LaWGPT is a series of open source large language models based on Chinese legal knowledge.
This series of models is based on the general Chinese base model (such as Chinese-LLaMA, ChatGLM, etc.)Large-scale Chinese legal corpus pre-training, which enhances the basic semantic understanding ability of large models in the legal field. on the basis of,Construct a dialogue question-and-answer data set in the legal field and a Chinese judicial examination data set for instruction fine-tuningwhich improves the model’s ability to understand and enforce legal content.
For details, please refer toTechnical Reports.
project structure
LaWGPT
├── assets # 项目静态资源
├── data # 语料及精调数据
├── tools # 数据清洗等工具
├── README.md
├── requirements.txt
└── src # 源码
├── finetune.py
├── generate.py
├── models # 基座模型及 Lora 权重
│ ├── base_models
│ └── lora_weights
├── outputs
├── scripts # 脚本文件
│ ├── finetune.sh # 指令微调
│ └── generate.sh # 服务创建
├── templates
└── utils
data construction
This project is based on the data sets of legal documents and judicial examination data released by the Chinese Judgment Documents Network. For details, please refer toSummary of legal data in Chinese
- Primary data generation: According toStanford_alpacaandself-instructway to generate dialogue question answering data
- Knowledge-guided data generation: Generate data based on Chinese legal structured knowledge through the Knowledge-based Self-Instruct method.

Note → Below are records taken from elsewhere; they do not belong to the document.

//! Raw event type from the calendar service.
//!
//! [`RawEvent`] mirrors the event resource returned by the calendar view
//! endpoint. Every field is optional at the serde layer: a record that is
//! missing data still deserializes, and the normalizer reports exactly which
//! field is absent as a [`FormatError`](crate::FormatError) for that one
//! record instead of failing the whole page.

use serde::{Deserialize, Serialize};

/// An email address with its display name.
#[derive(Debug, Clone, Default, PartialEq, Eq, Serialize, Deserialize)]
pub struct RawEmailAddress {
    /// The SMTP address.
    pub address: Option<String>,
    /// The display name shown by the mail client.
    pub name: Option<String>,
}

impl RawEmailAddress {
    pub fn new(address: impl Into<String>, name: impl Into<String>) -> Self {
        Self {
            address: Some(address.into()),
            name: Some(name.into()),
        }
    }
}

/// The organizer or an attendee of an event.
#[derive(Debug, Clone, Default, PartialEq, Eq, Serialize, Deserialize)]
#[serde(rename_all = "camelCase")]
pub struct RawRecipient {
    #[serde(default)]
    pub email_address: RawEmailAddress,
}

impl RawRecipient {
    pub fn new(address: impl Into<String>, name: impl Into<String>) -> Self {
        Self {
            email_address: RawEmailAddress::new(address, name),
        }
    }

    pub fn address(&self) -> Option<&str> {
        self.email_address.address.as_deref()
    }

    pub fn name(&self) -> Option<&str> {
        self.email_address.name.as_deref()
    }
}

/// A wall-clock time plus the zone it is expressed in.
///
/// `date_time` carries no offset, e.g. `2024-03-01T14:00:00.0000000`.
#[derive(Debug, Clone, Default, PartialEq, Eq, Serialize, Deserialize)]
#[serde(rename_all = "camelCase")]
pub struct RawDateTimeZone {
    pub date_time: Option<String>,
    pub time_zone: Option<String>,
}

impl RawDateTimeZone {
    pub fn new(date_time: impl Into<String>, time_zone: impl Into<String>) -> Self {
        Self {
            date_time: Some(date_time.into()),
            time_zone: Some(time_zone.into()),
        }
    }
}

/// The location of an event.
#[derive(Debug, Clone, Default, PartialEq, Eq, Serialize, Deserialize)]
#[serde(rename_all = "camelCase")]
pub struct RawLocation {
    pub display_name: Option<String>,
}

/// A raw calendar event as fetched.
///
/// Only `subject`, `organizer`, `start`, `is_all_day` and `web_link` are
/// required for normalization; `attendees` defaults to empty.
#[derive(Debug, Clone, Default, PartialEq, Eq, Serialize, Deserialize)]
#[serde(rename_all = "camelCase")]
pub struct RawEvent {
    /// Service-side identifier, used only in diagnostics.
    pub id: Option<String>,

    pub subject: Option<String>,

    pub organizer: Option<RawRecipient>,

    pub attendees: Option<Vec<RawRecipient>>,

    pub start: Option<RawDateTimeZone>,

    pub end: Option<RawDateTimeZone>,

    pub location: Option<RawLocation>,

    pub is_all_day: Option<bool>,

    /// Link that opens the event in the calendar web UI.
    pub web_link: Option<String>,
}

impl RawEvent {
    /// Creates a timed event with the fields the normalizer requires.
    pub fn new(
        subject: impl Into<String>,
        organizer: RawRecipient,
        start: RawDateTimeZone,
        web_link: impl Into<String>,
    ) -> Self {
        Self {
            subject: Some(subject.into()),
            organizer: Some(organizer),
            attendees: Some(Vec::new()),
            start: Some(start),
            is_all_day: Some(false),
            web_link: Some(web_link.into()),
            ..Self::default()
        }
    }

    /// A short label for log and error messages.
    pub fn label(&self) -> &str {
        self.subject
            .as_deref()
            .or(self.id.as_deref())
            .unwrap_or("<unnamed>")
    }

    /// Returns the attendees, treating an absent list as empty.
    pub fn attendees(&self) -> &[RawRecipient] {
        self.attendees.as_deref().unwrap_or_default()
    }

    /// Builder method to set the id.
    pub fn with_id(mut self, id: impl Into<String>) -> Self {
        self.id = Some(id.into());
        self
    }

    /// Builder method to add an attendee.
    pub fn with_attendee(mut self, attendee: RawRecipient) -> Self {
        self.attendees.get_or_insert_with(Vec::new).push(attendee);
        self
    }

    /// Builder method to mark the event as all-day.
    pub fn with_all_day(mut self, all_day: bool) -> Self {
        self.is_all_day = Some(all_day);
        self
    }

    /// Builder method to set the end time.
    pub fn with_end(mut self, end: RawDateTimeZone) -> Self {
        self.end = Some(end);
        self
    }

    /// Builder method to set the location.
    pub fn with_location(mut self, location: impl Into<String>) -> Self {
        self.location = Some(RawLocation {
            display_name: Some(location.into()),
        });
        self
    }
}
//! RawEvent to CanonicalEvent conversion pipeline.
//!
//! For each fetched record, in order:
//! 1. Drop it if its subject is a configured noise subject
//! 2. Drop it if it is an all-day event
//! 3. Convert the start from its own zone into the viewer's zone
//! 4. Build the participant tags (organizer, then attendees unless the
//!    event is a broadcast)
//!
//! [`sort_events`] then orders the survivors by start instant.

use chrono::TimeZone;
use myschedule_core::{CanonicalEvent, MalformedPolicy, Participants, ScheduleRules, Tag, localize};
use tracing::{debug, warn};

use crate::error::FormatError;
use crate::raw_event::{RawEvent, RawRecipient};

/// Converts one [`RawEvent`] into a [`CanonicalEvent`].
///
/// Returns `Ok(None)` when the record is suppressed (noise subject or
/// all-day). The noise check runs before any other field is looked at, so a
/// noise record is dropped even if the rest of it is malformed.
///
/// `display` is the viewer's zone; the CLI passes [`chrono::Local`].
pub fn normalize_event<Z: TimeZone>(
    raw: &RawEvent,
    rules: &ScheduleRules,
    display: &Z,
) -> Result<Option<CanonicalEvent>, FormatError> {
    let subject = required(raw, raw.subject.as_deref(), "subject")?;
    if rules.is_noise(subject) {
        debug!(subject, "dropping noise event");
        return Ok(None);
    }

    if required(raw, raw.is_all_day, "isAllDay")? {
        debug!(subject, "dropping all-day event");
        return Ok(None);
    }

    let start = required(raw, raw.start.as_ref(), "start")?;
    let date_time = required(raw, start.date_time.as_deref(), "start.dateTime")?;
    let time_zone = required(raw, start.time_zone.as_deref(), "start.timeZone")?;
    let start_time =
        localize(date_time, time_zone, display).map_err(|source| FormatError::InvalidStart {
            event: raw.label().to_string(),
            source,
        })?;

    let link = required(raw, raw.web_link.as_deref(), "webLink")?;
    let participants = build_participants(raw, rules)?;

    Ok(Some(
        CanonicalEvent::new(start_time, subject, link).with_participants(participants),
    ))
}

/// Normalizes a day of records according to `rules.on_malformed`.
///
/// With [`MalformedPolicy::Skip`] a malformed record is logged and left
/// out; the others are unaffected. With [`MalformedPolicy::Abort`] the
/// first malformed record fails the whole run.
///
/// The result keeps input order; call [`sort_events`] afterwards.
pub fn normalize_events<Z: TimeZone>(
    raws: &[RawEvent],
    rules: &ScheduleRules,
    display: &Z,
) -> Result<Vec<CanonicalEvent>, FormatError> {
    let mut events = Vec::with_capacity(raws.len());
    for raw in raws {
        match normalize_event(raw, rules, display) {
            Ok(Some(event)) => events.push(event),
            Ok(None) => {}
            Err(err) => match rules.on_malformed {
                MalformedPolicy::Skip => warn!("skipping malformed event: {}", err),
                MalformedPolicy::Abort => return Err(err),
            },
        }
    }
    debug!(
        fetched = raws.len(),
        kept = events.len(),
        "normalized events"
    );
    Ok(events)
}

/// Orders events by start instant.
///
/// The sort is stable: events starting at the same instant keep the order
/// the service returned them in.
pub fn sort_events(events: &mut [CanonicalEvent]) {
    events.sort_by(|a, b| a.start_time.cmp(&b.start_time));
}

fn build_participants(
    raw: &RawEvent,
    rules: &ScheduleRules,
) -> Result<Participants, FormatError> {
    let mut participants = Participants::new();

    let organizer = required(raw, raw.organizer.as_ref(), "organizer")?;
    let (address, name) = recipient_fields(raw, organizer, "organizer")?;
    if !rules.is_self(address) {
        participants.push_unique(Tag::new(name));
    }

    let attendees = raw.attendees();
    if rules.is_broadcast(attendees.len()) {
        debug!(
            subject = raw.label(),
            attendees = attendees.len(),
            "broadcast event, not listing attendees"
        );
        return Ok(participants);
    }

    for attendee in attendees {
        let (address, name) = recipient_fields(raw, attendee, "attendees")?;
        if rules.is_self(address) || rules.is_distribution_list(name) {
            continue;
        }
        participants.push_unique(Tag::new(name));
    }

    Ok(participants)
}

fn recipient_fields<'a>(
    raw: &RawEvent,
    recipient: &'a RawRecipient,
    role: &'static str,
) -> Result<(&'a str, &'a str), FormatError> {
    let address = required(raw, recipient.address(), role)?;
    let name = required(raw, recipient.name(), role)?;
    Ok((address, name))
}

fn required<T>(raw: &RawEvent, value: Option<T>, field: &'static str) -> Result<T, FormatError> {
    value.ok_or_else(|| FormatError::MissingField {
        event: raw.label().to_string(),
        field,
    })
}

- Introduce ChatGPT cleaning data to assist in the construction of high-quality data sets.
model training
The training process of LawGPT series models is divided into two stages:
- The first stage: expanding the vocabulary in the legal field, pre-training Chinese-LLaMA on large-scale legal documents and code data
- The second stage: Construct a dialogue question-and-answer dataset in the legal field, and fine-tune instructions based on the pre-trained model
Secondary training process
- refer to
src/data/example_instruction_train.json
Construct a secondary training data set - run
src/scripts/train_lora.sh
Instruction fine-tuning steps
- refer to
src/data/example_instruction_tune.json
Construction instruction fine-tuning dataset - run
src/scripts/finetune.sh
computing resources
8 Tesla V100-SXM2-32GB
model evaluation
output example
Question: Please give a verdict.
Question: Please introduce the definition of gambling crime.
Question: What is the calculation of overtime wages?
limitation
Due to the limitations of computing resources, data scale and other factors, LawGPT has many limitations at the current stage:
- Limited data resources and small model capacity lead to relatively weak model memory and language ability. Therefore, incorrect results may be generated when faced with factual knowledge tasks.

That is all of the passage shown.